The Aids virus infects close to 40 million people worldwide and has killed 25 million. A cocktail of drugs can help control infection, but there is no cure and no vaccine.
The drugs also sometimes cause severe side effects in some patients and the virus can develop resistance so they have to move to new drug combinations.
Gene therapy is a promising but troubled field of research based on the premise that altering genes can cure disease.
It has cured only a few patients, and some have developed leukemia as a consequence. One gene therapy volunteer died in 1999.
June's team tried a new gene therapy approach, first crippling the HIV virus, they report in this week's issue of the Proceedings of the National Academy of Sciences.
"The virus is gutted so that it only has half the size of the original or pathogenic virus," June said.
The so-called envelope gene remains, and is reversed, a manipulation called antisense.
The researchers then recruited five patients with HIV who were beginning to fail treatment, meaning the drugs no longer worked and the virus was beginning to damage their immune systems.
The world is struggling to check
the progress of Aids
June's team removed the immune cells, CD4 T-cells, that are attacked by HIV.
The researchers infected the CD4 cells in the lab with their newly- engineered antisense HIV virus, then infused them back onto the patients.

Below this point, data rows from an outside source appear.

//! End-to-end coverage of the literal scenarios a complete graph config
//! pipeline (parse/upgrade -> canonicalize -> validate -> compile -> run)
//! must satisfy. Each unit stage already has its own module tests; this
//! file drives the full pipeline the way a real caller would.

use std::sync::Arc;

use async_trait::async_trait;
use flowforge::compiler::{CompilerDeps, GraphCompiler, ModelProvider, ModelRequest, ModelResponse, ToolExecutor};
use flowforge::legacy::create_react_config;
use flowforge::message::Message;
use flowforge::node::NodeError;
use flowforge::registry::ComponentRegistry;
use flowforge::runtime::{CancellationFlag, ExitCondition, Runtime};
use flowforge::state::ExecutionState;
use flowforge::upgrader::upgrade_graph_config;
use flowforge::validate::{validate_graph_config, ValidationErrorCode};
use serde_json::{json, Value};

struct StubProvider {
    reply: &'static str,
}

#[async_trait]
impl ModelProvider for StubProvider {
    async fn generate(&self, _request: ModelRequest) -> Result<ModelResponse, NodeError> {
        Ok(ModelResponse {
            message: Message::assistant(self.reply),
            tool_calls: vec![],
        })
    }
}

struct NoopExecutor;
#[async_trait]
impl ToolExecutor for NoopExecutor {
    async fn call(&self, _name: &str, _arguments: Value) -> Result<Value, NodeError> {
        Ok(Value::Null)
    }
    fn available_tools(&self) -> Vec<String> {
        vec![]
    }
}

fn deps(reply: &'static str) -> CompilerDeps {
    CompilerDeps {
        model_provider: Arc::new(StubProvider { reply }),
        tool_executor: Arc::new(NoopExecutor),
        components: Arc::new(ComponentRegistry::new()),
    }
}

/// Scenario 1: minimal LLM graph, compile + run with a stub model.
#[tokio::test]
async fn minimal_llm_graph_runs_to_completion_with_a_stub_model() {
    let raw = json!({
        "schema_version": "3.0",
        "key": "minimal-llm",
        "graph": {
            "nodes": [{
                "id": "agent",
                "name": "agent",
                "kind": "llm",
                "config": {},
            }],
            "edges": [{"from_node": "agent", "to_node": "END"}],
            "entrypoints": ["agent"],
        },
    });

    let migrated = upgrade_graph_config(&raw).unwrap();
    assert!(validate_graph_config(&migrated.config).is_empty());

    let compiler = GraphCompiler::new(deps("ok"));
    let compiled = compiler.compile(migrated.config).await.unwrap();

    let runtime = Runtime::new(Arc::new(compiled));
    let outcome = runtime
        .run(ExecutionState::new_with_user_message("hello"), CancellationFlag::new())
        .await;

    assert_eq!(outcome.exit, ExitCondition::Completed);
    assert_eq!(outcome.state.messages.len(), 2);
    assert_eq!(outcome.state.messages.last().unwrap().content, "ok");
}

/// Scenario 2: a legacy v2 ReAct payload upgrades to v3 with the START edge
/// dropped and both built-in tool-call guards preserved.
#[test]
fn legacy_v2_react_upgrades_to_a_clean_v3_agent_tool_loop() {
    let raw = serde_json::to_value(create_react_config("You are helpful.")).unwrap();
    let migrated = upgrade_graph_config(&raw).unwrap();

    assert_eq!(migrated.config.graph.entrypoints, vec!["agent".to_string()]);
    assert_eq!(migrated.config.graph.edges.len(), 3);
    assert!(migrated
        .config
        .graph
        .edges
        .iter()
        .all(|e| e.from_node != "START" && e.to_node != "START"));
    assert!(validate_graph_config(&migrated.config).is_empty());
}

/// Scenario 3: a node with no incoming edge is flagged UNREACHABLE_NODE at
/// the documented path.
#[test]
fn unreachable_node_is_rejected_with_the_documented_code_and_path() {
    let raw = json!({
        "schema_version": "3.0",
        "key": "with-orphan",
        "graph": {
            "nodes": [
                {"id": "agent", "name": "agent", "kind": "transform", "config": {"template": "x", "output_key": "out"}},
                {"id": "orphan", "name": "orphan", "kind": "transform", "config": {"template": "y", "output_key": "out2"}},
            ],
            "edges": [{"from_node": "agent", "to_node": "END"}],
            "entrypoints": ["agent"],
        },
    });
    let config = flowforge::parser::parse_graph_config(&raw).unwrap();
    let errors = validate_graph_config(&config);
    let found = errors.iter().find(|e| e.code == ValidationErrorCode::UnreachableNode).unwrap();
    assert_eq!(found.path, "graph.nodes");
}

/// Scenario 4: a two-node cycle with both limits zeroed is rejected at
/// validation time; raising max_steps lets it run and hit limit_exceeded.
/// The guarded `a -> END` edge never fires at runtime (no `tool_calls` is
/// ever produced) — it exists only so `END_UNREACHABLE` doesn't also fire,
/// isolating the behavior this scenario actually tests.
#[tokio::test]
async fn cycle_requires_limits_then_hits_limit_exceeded_once_granted_one() {
    fn cyclic_config(max_steps: u32) -> Value {
        json!({
            "schema_version": "3.0",
            "key": "cycle",
            "graph": {
                "nodes": [
                    {"id": "a", "name": "a", "kind": "transform", "config": {"template": "x", "output_key": "out"}},
                    {"id": "b", "name": "b", "kind": "transform", "config": {"template": "y", "output_key": "out2"}},
                ],
                "edges": [
                    {"from_node": "a", "to_node": "b"},
                    {"from_node": "a", "to_node": "END", "when": "has_tool_calls"},
                    {"from_node": "b", "to_node": "a"},
                ],
                "entrypoints": ["a"],
            },
            "limits": {"max_time_s": 0, "max_steps": max_steps, "max_concurrency": 10},
        });
    }

    let zero_limits = flowforge::parser::parse_graph_config(&cyclic_config(0)).unwrap();
    let errors = validate_graph_config(&zero_limits);
    assert!(errors.iter().any(|e| e.code == ValidationErrorCode::CycleLimitsRequired));

    let bounded = flowforge::parser::parse_graph_config(&cyclic_config(10)).unwrap();
    assert!(validate_graph_config(&bounded).is_empty());

    let compiler = GraphCompiler::new(deps("ignored"));
    let compiled = compiler.compile(bounded).await.unwrap();
    let runtime = Runtime::new(Arc::new(compiled));
    let outcome = runtime
        .run(ExecutionState::new_with_user_message("go"), CancellationFlag::new())
        .await;

    assert_eq!(outcome.exit, ExitCondition::LimitExceeded);
    assert_eq!(outcome.steps_taken, 10);
}

/// Scenario 5: a predicate referencing a state path absent from the schema
/// is rejected; declaring that field in `state.schema` clears the error.
#[test]
fn predicate_on_missing_state_path_is_rejected_then_cleared_by_declaring_the_field() {
    fn config_with_schema(schema: Value) -> Value {
        json!({
            "schema_version": "3.0",
            "key": "predicate-demo",
            "graph": {
                "nodes": [{"id": "clarify", "name": "clarify", "kind": "transform", "config": {"template": "x", "output_key": "out"}}],
                "edges": [
                    {
                        "from_node": "clarify",
                        "to_node": "END",
                        "when": {"state_path": "need_clarification", "operator": "truthy"},
                    },
                ],
                "entrypoints": ["clarify"],
            },
            "state": {"schema": schema, "reducers": {}},
        });
    }

    let missing = flowforge::parser::parse_graph_config(&config_with_schema(json!({}))).unwrap();
    let errors = validate_graph_config(&missing);
    assert!(errors.iter().any(|e| e.code == ValidationErrorCode::PredicateStatePathMissing));

    let declared = flowforge::parser::parse_graph_config(&config_with_schema(json!({
        "need_clarification": {"type": "bool", "default": false},
    })))
    .unwrap();
    assert!(validate_graph_config(&declared).is_empty());
    assert_eq!(
        declared.state.state_schema.get("need_clarification").map(|f| &f.field_type),
        Some(&flowforge::ir::StateFieldType::Bool)
    );
}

When HIV or any other virus infects a cell, it injects its own genetic material into the cell. The cell is turned into a virus factory, sometimes pumping out thousands of copies of a virus before it explodes.
After the new antisense virus was infused, newly-infected cells pumped out defective virus, June said.
"The virus particles that are released are sterile. They are nonpathogenic," June said.
This test was meant only to show that the approach was safe, and three years later, none of the patients show any ill effects.
The treatment appears to have helped restore the immune systems of four of the five patients, and the virus remains partly suppressed.
"We put back more [CD4 cells] than we took out. We don't know if that is why their immune system gets better, because there are more soldiers, or whether it got better because of better antiviral effects," June said.
The therapy is being developed by Gaithersburg, Maryland-based VIRxSYS and the studies are partly paid for by the National Institute of Allergy and Infectious Diseases.
Phase II trials are underway in HIV patients who have the disease well controlled by drugs.
June said it is not yet clear if the treatment could work only in infected patients, or might even be used as a preventive vaccine some day.